Please retype each record exactly as it stands below.

Items listed in a dataset:
'''
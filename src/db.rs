use sqlx::{postgres::PgPoolOptions, PgPool};

pub struct Database {
    pub pool: PgPool,
}

impl Database {
    pub async fn new(database_url: &str) -> anyhow::Result<Self> {
        let pool = PgPoolOptions::new()
            .max_connections(10)
            .connect(database_url)
            .await?;

        // Liveness probe before handing the pool out
        sqlx::query("SELECT 1").execute(&pool).await?;

        Ok(Self { pool })
    }
}
//! Twilio configuration types.

use secrecy::SecretString;
use std::time::Duration;
use url::Url;

/// Default request timeout for Twilio API calls.
pub const DEFAULT_TIMEOUT: Duration = Duration::from_secs(10);

/// Configuration for Twilio WhatsApp delivery and template management.
///
/// Used by [`TwilioWhatsAppProvider`](super::TwilioWhatsAppProvider) and
/// [`TwilioContentApi`](super::TwilioContentApi).
///
/// # Example
///
/// ```rust
/// use messaging_gateway::TwilioConfig;
/// use std::time::Duration;
///
/// let config = TwilioConfig::new("AC123", "auth_token", "whatsapp:+14155238886")
///     .with_status_callback("https://example.com/webhooks/twilio")
///     .with_timeout(Duration::from_secs(5));
///
/// assert_eq!(config.whatsapp_number, "whatsapp:+14155238886");
/// ```
#[derive(Clone)]
pub struct TwilioConfig {
    /// Twilio account SID (`AC...`).
    pub account_sid: String,
    /// Twilio auth token.
    pub auth_token: SecretString,
    /// Sending WhatsApp number, `whatsapp:+<E.164>`.
    pub whatsapp_number: String,
    /// Webhook URL Twilio calls with delivery status updates.
    pub status_callback: Option<String>,
    /// Request timeout.
    pub timeout: Duration,
    /// API base URL override; tests point this at a local mock server.
    pub endpoint: Option<Url>,
}

impl std::fmt::Debug for TwilioConfig {
    fn fmt(&self, f: &mut std::fmt::Formatter<'_>) -> std::fmt::Result {
        f.debug_struct("TwilioConfig")
            .field("account_sid", &self.account_sid)
            .field("auth_token", &"[REDACTED]")
            .field("whatsapp_number", &self.whatsapp_number)
            .field("status_callback", &self.status_callback)
            .field("timeout", &self.timeout)
            .field("endpoint", &self.endpoint)
            .finish()
    }
}

impl TwilioConfig {
    /// Create a config with the default timeout and production endpoint.
    pub fn new(
        account_sid: impl Into<String>,
        auth_token: impl Into<String>,
        whatsapp_number: impl Into<String>,
    ) -> Self {
        Self {
            account_sid: account_sid.into(),
            auth_token: SecretString::from(auth_token.into()),
            whatsapp_number: whatsapp_number.into(),
            status_callback: None,
            timeout: DEFAULT_TIMEOUT,
            endpoint: None,
        }
    }

    /// Set the delivery status webhook URL.
    pub fn with_status_callback(mut self, url: impl Into<String>) -> Self {
        self.status_callback = Some(url.into());
        self
    }

    /// Set the request timeout.
    pub fn with_timeout(mut self, timeout: Duration) -> Self {
        self.timeout = timeout;
        self
    }

    /// Override the API base URL.
    pub fn with_endpoint(mut self, endpoint: Url) -> Self {
        self.endpoint = Some(endpoint);
        self
    }
}

/// Configuration for [`TwilioSmsProvider`](super::TwilioSmsProvider).
#[derive(Clone)]
pub struct TwilioSmsConfig {
    /// Twilio account SID (`AC...`).
    pub account_sid: String,
    /// Twilio auth token.
    pub auth_token: SecretString,
    /// Sending phone number in E.164 form.
    pub from_number: String,
    /// Webhook URL Twilio calls with delivery status updates.
    pub status_callback: Option<String>,
    /// Request timeout.
    pub timeout: Duration,
    /// API base URL override; tests point this at a local mock server.
    pub endpoint: Option<Url>,
}

impl std::fmt::Debug for TwilioSmsConfig {
    fn fmt(&self, f: &mut std::fmt::Formatter<'_>) -> std::fmt::Result {
        f.debug_struct("TwilioSmsConfig")
            .field("account_sid", &self.account_sid)
            .field("auth_token", &"[REDACTED]")
            .field("from_number", &self.from_number)
            .field("status_callback", &self.status_callback)
            .field("timeout", &self.timeout)
            .field("endpoint", &self.endpoint)
            .finish()
    }
}

impl TwilioSmsConfig {
    /// Create a config with the default timeout and production endpoint.
    pub fn new(
        account_sid: impl Into<String>,
        auth_token: impl Into<String>,
        from_number: impl Into<String>,
    ) -> Self {
        Self {
            account_sid: account_sid.into(),
            auth_token: SecretString::from(auth_token.into()),
            from_number: from_number.into(),
            status_callback: None,
            timeout: DEFAULT_TIMEOUT,
            endpoint: None,
        }
    }

    /// Set the delivery status webhook URL.
    pub fn with_status_callback(mut self, url: impl Into<String>) -> Self {
        self.status_callback = Some(url.into());
        self
    }

    /// Set the request timeout.
    pub fn with_timeout(mut self, timeout: Duration) -> Self {
        self.timeout = timeout;
        self
    }

    /// Override the API base URL.
    pub fn with_endpoint(mut self, endpoint: Url) -> Self {
        self.endpoint = Some(endpoint);
        self
    }
}

#[cfg(test)]
mod tests {
    use super::*;

    #[test]
    fn test_debug_redacts_auth_token() {
        let config = TwilioConfig::new("AC123", "super_secret", "whatsapp:+14155238886");
        let debug = format!("{config:?}");

        assert!(debug.contains("[REDACTED]"));
        assert!(!debug.contains("super_secret"));
    }

    #[test]
    fn test_sms_config_debug_redacts_auth_token() {
        let config = TwilioSmsConfig::new("AC123", "super_secret", "+14155238886");
        let debug = format!("{config:?}");

        assert!(debug.contains("[REDACTED]"));
        assert!(!debug.contains("super_secret"));
    }
}
//! Message delivery provider implementations.

pub(crate) mod traits;
pub(crate) mod util;

pub mod meta;
pub mod mock;
pub mod sendgrid;
pub mod smtp2go;
pub mod telegram;
pub mod twilio;
pub mod whatsapp_personal;

pub use meta::{MetaWhatsAppConfig, MetaWhatsAppProvider};
pub use mock::{MockProvider, SentMessage};
pub use sendgrid::{SendGridConfig, SendGridProvider};
pub use smtp2go::{Smtp2GoConfig, Smtp2GoProvider};
pub use telegram::{TelegramBotProvider, TelegramConfig};
pub use traits::MessagingProvider;
pub use twilio::{
    TwilioConfig, TwilioContentApi, TwilioSmsConfig, TwilioSmsProvider, TwilioWhatsAppProvider,
};
pub use whatsapp_personal::{WhatsAppPersonalConfig, WhatsAppPersonalProvider};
'''
TASK OUTPUT
filename src/db.rs
use sqlx::{postgres::PgPoolOptions, PgPool};

pub struct Database {
    pub pool: PgPool,
}

impl Database {
    pub async fn new(database_url: &str) -> anyhow::Result<Self> {
        let pool = PgPoolOptions::new()
            .max_connections(10)
            .connect(database_url)
            .await?;

        // Liveness probe before handing the pool out
        sqlx::query("SELECT 1").execute(&pool).await?;

        Ok(Self { pool })
    }
}
//! Twilio configuration types.

use secrecy::SecretString;
use std::time::Duration;
use url::Url;

/// Default request timeout for Twilio API calls.
pub const DEFAULT_TIMEOUT: Duration = Duration::from_secs(10);

/// Configuration for Twilio WhatsApp delivery and template management.
///
/// Used by [`TwilioWhatsAppProvider`](super::TwilioWhatsAppProvider) and
/// [`TwilioContentApi`](super::TwilioContentApi).
///
/// # Example
///
/// ```rust
/// use messaging_gateway::TwilioConfig;
/// use std::time::Duration;
///
/// let config = TwilioConfig::new("AC123", "auth_token", "whatsapp:+14155238886")
///     .with_status_callback("https://example.com/webhooks/twilio")
///     .with_timeout(Duration::from_secs(5));
///
/// assert_eq!(config.whatsapp_number, "whatsapp:+14155238886");
/// ```
#[derive(Clone)]
pub struct TwilioConfig {
    /// Twilio account SID (`AC...`).
    pub account_sid: String,
    /// Twilio auth token.
    pub auth_token: SecretString,
    /// Sending WhatsApp number, `whatsapp:+<E.164>`.
    pub whatsapp_number: String,
    /// Webhook URL Twilio calls with delivery status updates.
    pub status_callback: Option<String>,
    /// Request timeout.
    pub timeout: Duration,
    /// API base URL override; tests point this at a local mock server.
    pub endpoint: Option<Url>,
}

impl std::fmt::Debug for TwilioConfig {
    fn fmt(&self, f: &mut std::fmt::Formatter<'_>) -> std::fmt::Result {
        f.debug_struct("TwilioConfig")
            .field("account_sid", &self.account_sid)
            .field("auth_token", &"[REDACTED]")
            .field("whatsapp_number", &self.whatsapp_number)
            .field("status_callback", &self.status_callback)
            .field("timeout", &self.timeout)
            .field("endpoint", &self.endpoint)
            .finish()
    }
}

impl TwilioConfig {
    /// Create a config with the default timeout and production endpoint.
    pub fn new(
        account_sid: impl Into<String>,
        auth_token: impl Into<String>,
        whatsapp_number: impl Into<String>,
    ) -> Self {
        Self {
            account_sid: account_sid.into(),
            auth_token: SecretString::from(auth_token.into()),
            whatsapp_number: whatsapp_number.into(),
            status_callback: None,
            timeout: DEFAULT_TIMEOUT,
            endpoint: None,
        }
    }

    /// Set the delivery status webhook URL.
    pub fn with_status_callback(mut self, url: impl Into<String>) -> Self {
        self.status_callback = Some(url.into());
        self
    }

    /// Set the request timeout.
    pub fn with_timeout(mut self, timeout: Duration) -> Self {
        self.timeout = timeout;
        self
    }

    /// Override the API base URL.
    pub fn with_endpoint(mut self, endpoint: Url) -> Self {
        self.endpoint = Some(endpoint);
        self
    }
}

/// Configuration for [`TwilioSmsProvider`](super::TwilioSmsProvider).
#[derive(Clone)]
pub struct TwilioSmsConfig {
    /// Twilio account SID (`AC...`).
    pub account_sid: String,
    /// Twilio auth token.
    pub auth_token: SecretString,
    /// Sending phone number in E.164 form.
    pub from_number: String,
    /// Webhook URL Twilio calls with delivery status updates.
    pub status_callback: Option<String>,
    /// Request timeout.
    pub timeout: Duration,
    /// API base URL override; tests point this at a local mock server.
    pub endpoint: Option<Url>,
}

impl std::fmt::Debug for TwilioSmsConfig {
    fn fmt(&self, f: &mut std::fmt::Formatter<'_>) -> std::fmt::Result {
        f.debug_struct("TwilioSmsConfig")
            .field("account_sid", &self.account_sid)
            .field("auth_token", &"[REDACTED]")
            .field("from_number", &self.from_number)
            .field("status_callback", &self.status_callback)
            .field("timeout", &self.timeout)
            .field("endpoint", &self.endpoint)
            .finish()
    }
}

impl TwilioSmsConfig {
    /// Create a config with the default timeout and production endpoint.
    pub fn new(
        account_sid: impl Into<String>,
        auth_token: impl Into<String>,
        from_number: impl Into<String>,
    ) -> Self {
        Self {
            account_sid: account_sid.into(),
            auth_token: SecretString::from(auth_token.into()),
            from_number: from_number.into(),
            status_callback: None,
            timeout: DEFAULT_TIMEOUT,
            endpoint: None,
        }
    }

    /// Set the delivery status webhook URL.
    pub fn with_status_callback(mut self, url: impl Into<String>) -> Self {
        self.status_callback = Some(url.into());
        self
    }

    /// Set the request timeout.
    pub fn with_timeout(mut self, timeout: Duration) -> Self {
        self.timeout = timeout;
        self
    }

    /// Override the API base URL.
    pub fn with_endpoint(mut self, endpoint: Url) -> Self {
        self.endpoint = Some(endpoint);
        self
    }
}

#[cfg(test)]
mod tests {
    use super::*;

    #[test]
    fn test_debug_redacts_auth_token() {
        let config = TwilioConfig::new("AC123", "super_secret", "whatsapp:+14155238886");
        let debug = format!("{config:?}");

        assert!(debug.contains("[REDACTED]"));
        assert!(!debug.contains("super_secret"));
    }

    #[test]
    fn test_sms_config_debug_redacts_auth_token() {
        let config = TwilioSmsConfig::new("AC123", "super_secret", "+14155238886");
        let debug = format!("{config:?}");

        assert!(debug.contains("[REDACTED]"));
        assert!(!debug.contains("super_secret"));
    }
}
//! Message delivery provider implementations.

pub(crate) mod traits;
pub(crate) mod util;

pub mod meta;
pub mod mock;
pub mod sendgrid;
pub mod smtp2go;
pub mod telegram;
pub mod twilio;
pub mod whatsapp_personal;

pub use meta::{MetaWhatsAppConfig, MetaWhatsAppProvider};
pub use mock::{MockProvider, SentMessage};
pub use sendgrid::{SendGridConfig, SendGridProvider};
pub use smtp2go::{Smtp2GoConfig, Smtp2GoProvider};
pub use telegram::{TelegramBotProvider, TelegramConfig};
pub use traits::MessagingProvider;
pub use twilio::{
    TwilioConfig, TwilioContentApi, TwilioSmsConfig, TwilioSmsProvider, TwilioWhatsAppProvider,
};
pub use whatsapp_personal::{WhatsAppPersonalConfig, WhatsAppPersonalProvider};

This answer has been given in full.